Contraction in public sector deposits

41.7%

Fall in exports

13.6%

Rise in imports

4.7%

Forecast for real GDP growth

“If they want to spend more they can, but they need to do it in a more measured way, with spending increases at a slower pace than previous years, when it was running at about 20 per cent a year,” says Gokkent.

Public debt is low – an estimated 30 per cent of GDP – which leaves plenty of scope for Qatar to raise debt on the international market if it wants to continue with its capital spending drive without burdening the state finances. 

Debt markets

Tapping debt would enable the government to avoid drawing down its assets at the same accelerated rate as some Gulf neighbours.

Lower hydrocarbons prices have contained economic performance, but the massive infrastructure buildout has been compensated by greater economic activity.

Asset prices for example have risen strongly.

Real estate prices rose by 23.2 per cent in the year to June 2015, driven by rising population numbers. The population grew more than 10 per cent in year-on-year terms to 2.12 million over the same period.

NBK says output gains from the non-hydrocarbon sector are broad-based, with construction, financial and government services, and trade and hospitality leading the way with growth of above 10 per cent year-on-year.

But the declining crude oil production – averaging just 664,000 b/d in June – allied to lower prices is is exerting a detrimental impact on economic performance.

Crude oil output is falling due to maturing oilfields, and is on course to decline by 7.3 per cent in 2015 says QNB, which would force the hydrocarbons sector to shrink by half a percentage point this year.

Weaker oil sector growth translates into lower government deposits into the banking system.
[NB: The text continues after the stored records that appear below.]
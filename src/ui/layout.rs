/// Viewport layout: maps the level grid onto the terminal.
///
/// Pure per-frame computation — no terminal calls in here. Given the
/// screen size, the reserved text lines, the level size, and the player
/// position, it produces the visible window of the level, where that
/// window lands on screen, and which directions hold more level content.
///
/// Per axis (rows shown, columns symmetric):
///   - available span = screen extent minus reserved lines and fixed
///     margins, rounded down to even so centering never jitters by one
///   - level fits → window is the whole level, centered in the span
///   - level larger → window slides to keep the player centered, clamped
///     at both level edges
///
/// Fails with `TerminalTooSmall` when the screen cannot hold the reserved
/// lines plus a minimum playing field, or the widest reserved line.

use thiserror::Error;

/// Minimum rows of playing field required on top of the reserved lines.
pub const MIN_FIELD_ROWS: usize = 7;

#[derive(Debug, Error, PartialEq, Eq)]
#[error("terminal too small; enlarge the window")]
pub struct TerminalTooSmall;

/// Reserved screen real estate, derived from the status text each frame.
#[derive(Clone, Copy, Debug)]
pub struct Reserved {
    pub top_lines: usize,
    pub bottom_lines: usize,
    /// Width of the widest reserved line, top or bottom.
    pub widest_line: usize,
}

/// Which directions have level content beyond the visible window.
#[derive(Clone, Copy, Debug, Default, PartialEq, Eq)]
pub struct ScrollInfo {
    pub up: bool,
    pub down: bool,
    pub left: bool,
    pub right: bool,
}

impl ScrollInfo {
    pub fn any(self) -> bool {
        self.up || self.down || self.left || self.right
    }
}

/// One frame's window placement.
#[derive(Clone, Copy, Debug, PartialEq, Eq)]
pub struct Layout {
    /// Top-left of the visible window, in level coordinates.
    pub level_min_y: usize,
    pub level_min_x: usize,
    /// Where the window's top-left cell lands, in screen coordinates.
    pub screen_min_y: usize,
    pub screen_min_x: usize,
    /// Visible window extent in squares.
    pub rows: usize,
    pub cols: usize,
    pub scroll: ScrollInfo,
}

impl Layout {
    /// Compute the frame layout, or fail if the terminal cannot fit the
    /// reserved lines plus `MIN_FIELD_ROWS` and the widest line.
    pub fn compute(
        screen_h: usize,
        screen_w: usize,
        reserved: Reserved,
        level_h: usize,
        level_w: usize,
        player_y: usize,
        player_x: usize,
    ) -> Result<Layout, TerminalTooSmall> {
        let min_height = reserved.top_lines + reserved.bottom_lines + MIN_FIELD_ROWS;
        if screen_h < min_height || screen_w < reserved.widest_line {
            return Err(TerminalTooSmall);
        }

        // One gap row under the top block, one above the bottom block
        // (plus the final screen row), one column of margin each side.
        let avail_min_y = reserved.top_lines + 1;
        let avail_max_y = screen_h - reserved.bottom_lines - 2;
        let avail_min_x = 1;
        let avail_max_x = screen_w - 2;

        let (level_min_y, screen_min_y, rows, more_up, more_down) =
            axis(avail_min_y, avail_max_y, 0, level_h, player_y);
        let (level_min_x, screen_min_x, cols, more_left, more_right) =
            axis(avail_min_x, avail_max_x, 1, level_w, player_x);

        Ok(Layout {
            level_min_y,
            level_min_x,
            screen_min_y,
            screen_min_x,
            rows,
            cols,
            scroll: ScrollInfo {
                up: more_up,
                down: more_down,
                left: more_left,
                right: more_right,
            },
        })
    }
}

/// One axis of the window placement.
/// Returns (window origin in level space, window origin in screen space,
/// visible extent, more-before flag, more-after flag).
fn axis(
    avail_min: usize,
    avail_max: usize,
    mid_nudge: usize,
    level_extent: usize,
    player_pos: usize,
) -> (usize, usize, usize, bool, bool) {
    // Round the span down to even to prevent off-by-one centering jitter.
    let mut avail = avail_max.saturating_sub(avail_min);
    if avail % 2 != 0 {
        avail -= 1;
    }
    // The x axis centers one cell better with a +1 nudge.
    let avail_mid = (avail_max + avail_min) / 2 + mid_nudge;

    if avail >= level_extent {
        // Whole level fits: center it within the available span.
        let screen_min = avail_mid - level_extent / 2;
        (0, screen_min, level_extent, false, false)
    } else {
        // Sliding window: player as centered as possible, clamped to the
        // level edges. The far-edge clamp runs first, so the near-edge
        // subtraction can never underflow past a valid origin.
        let origin = if level_extent - player_pos < avail / 2 {
            level_extent - avail
        } else {
            player_pos.saturating_sub(avail / 2)
        };
        let more_before = origin > 0;
        let more_after = origin < level_extent - avail;
        (origin, avail_min, avail, more_before, more_after)
    }
}

// ══════════════════════════════════════════════════════════════
// Unit tests
// ══════════════════════════════════════════════════════════════

#[cfg(test)]
mod tests {
    use super::*;

    fn reserved() -> Reserved {
        Reserved {
            top_lines: 5,
            bottom_lines: 4,
            widest_line: 40,
        }
    }

    fn compute(
        screen: (usize, usize),
        level: (usize, usize),
        player: (usize, usize),
    ) -> Result<Layout, TerminalTooSmall> {
        Layout::compute(
            screen.0, screen.1, reserved(), level.0, level.1, player.0, player.1,
        )
    }

    // ── Too-small threshold ──

    #[test]
    fn too_small_boundaries() {
        // Height threshold: top + bottom + 7 = 16.
        assert!(compute((15, 80), (5, 5), (2, 2)).is_err());
        assert!(compute((16, 80), (5, 5), (2, 2)).is_ok());
        assert!(compute((17, 80), (5, 5), (2, 2)).is_ok());
        // Width threshold: widest reserved line = 40.
        assert!(compute((24, 39), (5, 5), (2, 2)).is_err());
        assert!(compute((24, 40), (5, 5), (2, 2)).is_ok());
        assert!(compute((24, 41), (5, 5), (2, 2)).is_ok());
    }

    // ── Level fits on screen ──

    #[test]
    fn small_level_is_centered() {
        let l = compute((30, 80), (8, 10), (4, 5)).unwrap();
        assert_eq!((l.level_min_y, l.level_min_x), (0, 0));
        assert_eq!((l.rows, l.cols), (8, 10));
        assert_eq!(l.scroll, ScrollInfo::default());
        // Available rows: 6..24, mid 15 → window starts at 15 - 4.
        assert_eq!(l.screen_min_y, 11);
        // Available cols: 1..78, mid 39+1 → window starts at 40 - 5.
        assert_eq!(l.screen_min_x, 35);
    }

    #[test]
    fn fits_result_ignores_player_position() {
        let a = compute((30, 80), (8, 10), (0, 0)).unwrap();
        let b = compute((30, 80), (8, 10), (7, 9)).unwrap();
        assert_eq!(a, b);
    }

    // ── Level larger than the viewport ──

    #[test]
    fn large_level_window_contains_player() {
        for py in 0..60 {
            for px in 0..120 {
                let l = compute((30, 80), (60, 120), (py, px)).unwrap();
                assert!(l.level_min_y <= py && py < l.level_min_y + l.rows);
                assert!(l.level_min_x <= px && px < l.level_min_x + l.cols);
                assert!(l.level_min_y + l.rows <= 60);
                assert!(l.level_min_x + l.cols <= 120);
            }
        }
    }

    #[test]
    fn window_clamps_at_near_edge() {
        let l = compute((30, 80), (60, 120), (0, 0)).unwrap();
        assert_eq!((l.level_min_y, l.level_min_x), (0, 0));
        assert!(!l.scroll.up);
        assert!(!l.scroll.left);
        assert!(l.scroll.down);
        assert!(l.scroll.right);
    }

    #[test]
    fn window_clamps_at_far_edge() {
        let l = compute((30, 80), (60, 120), (59, 119)).unwrap();
        assert_eq!(l.level_min_y, 60 - l.rows);
        assert_eq!(l.level_min_x, 120 - l.cols);
        assert!(l.scroll.up);
        assert!(l.scroll.left);
        assert!(!l.scroll.down);
        assert!(!l.scroll.right);
    }

    #[test]
    fn window_centers_player_mid_level() {
        let l = compute((30, 80), (60, 120), (30, 60)).unwrap();
        assert_eq!(l.level_min_y, 30 - l.rows / 2);
        assert_eq!(l.level_min_x, 60 - l.cols / 2);
        assert!(l.scroll.up && l.scroll.down && l.scroll.left && l.scroll.right);
    }

    #[test]
    fn available_span_rounds_down_to_even() {
        // Rows available: screen_h - top - bottom - 3; force it odd.
        let l = compute((30, 80), (60, 120), (30, 60)).unwrap();
        assert_eq!(l.rows % 2, 0);
        assert_eq!(l.cols % 2, 0);
    }

    #[test]
    fn mixed_axes() {
        // Tall narrow level: fits horizontally, scrolls vertically.
        let l = compute((30, 80), (60, 10), (30, 5)).unwrap();
        assert_eq!(l.level_min_x, 0);
        assert_eq!(l.cols, 10);
        assert!(l.level_min_y > 0);
        assert!(l.scroll.up && l.scroll.down);
        assert!(!l.scroll.left && !l.scroll.right);
    }
}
Public sector deposits contracted by 12.7 per cent year-on-year in July 2015, notes QNB, ameliorated by higher private sector deposits which grew by 12.5 per cent.

Trade position

The trade position is also affected. The merchandise trade surplus – reflecting the country’s status as both a major exporter of crude oil and natural gas – was down to $3.9bn in July 2015, compared to $8.9bn in July 2014.

Exports fell by 41.7 per cent year-on-year, while imports rose by 13.6 per cent as domestic demand increased. 

That still leaves a respectable real GDP growth rate of 4.7 per cent this year, forecasts QNB, rising to 6.4 per cent in 2016 as the non-hydrocarbon sector remains the engine of economic growth – underpinned by buoyant investment spending.

Other analysts are less optimistic.

S&P, in a rating assessment issued in September, argues that while Qatar’s economy grew by about 6 per cent over the last three years, this is expected to slow to about 4 per cent during 2015-2018. 

Whichever scenario pans out, the explosive GDP growth rates of the mid-2000s will not be repeated.

A period of solid if unspectacular growth, accompanied by a greater focus on fiscal consolidation and better targeted spending may prove to be as favourable an outcome as Doha’s policy makers can dare hope for.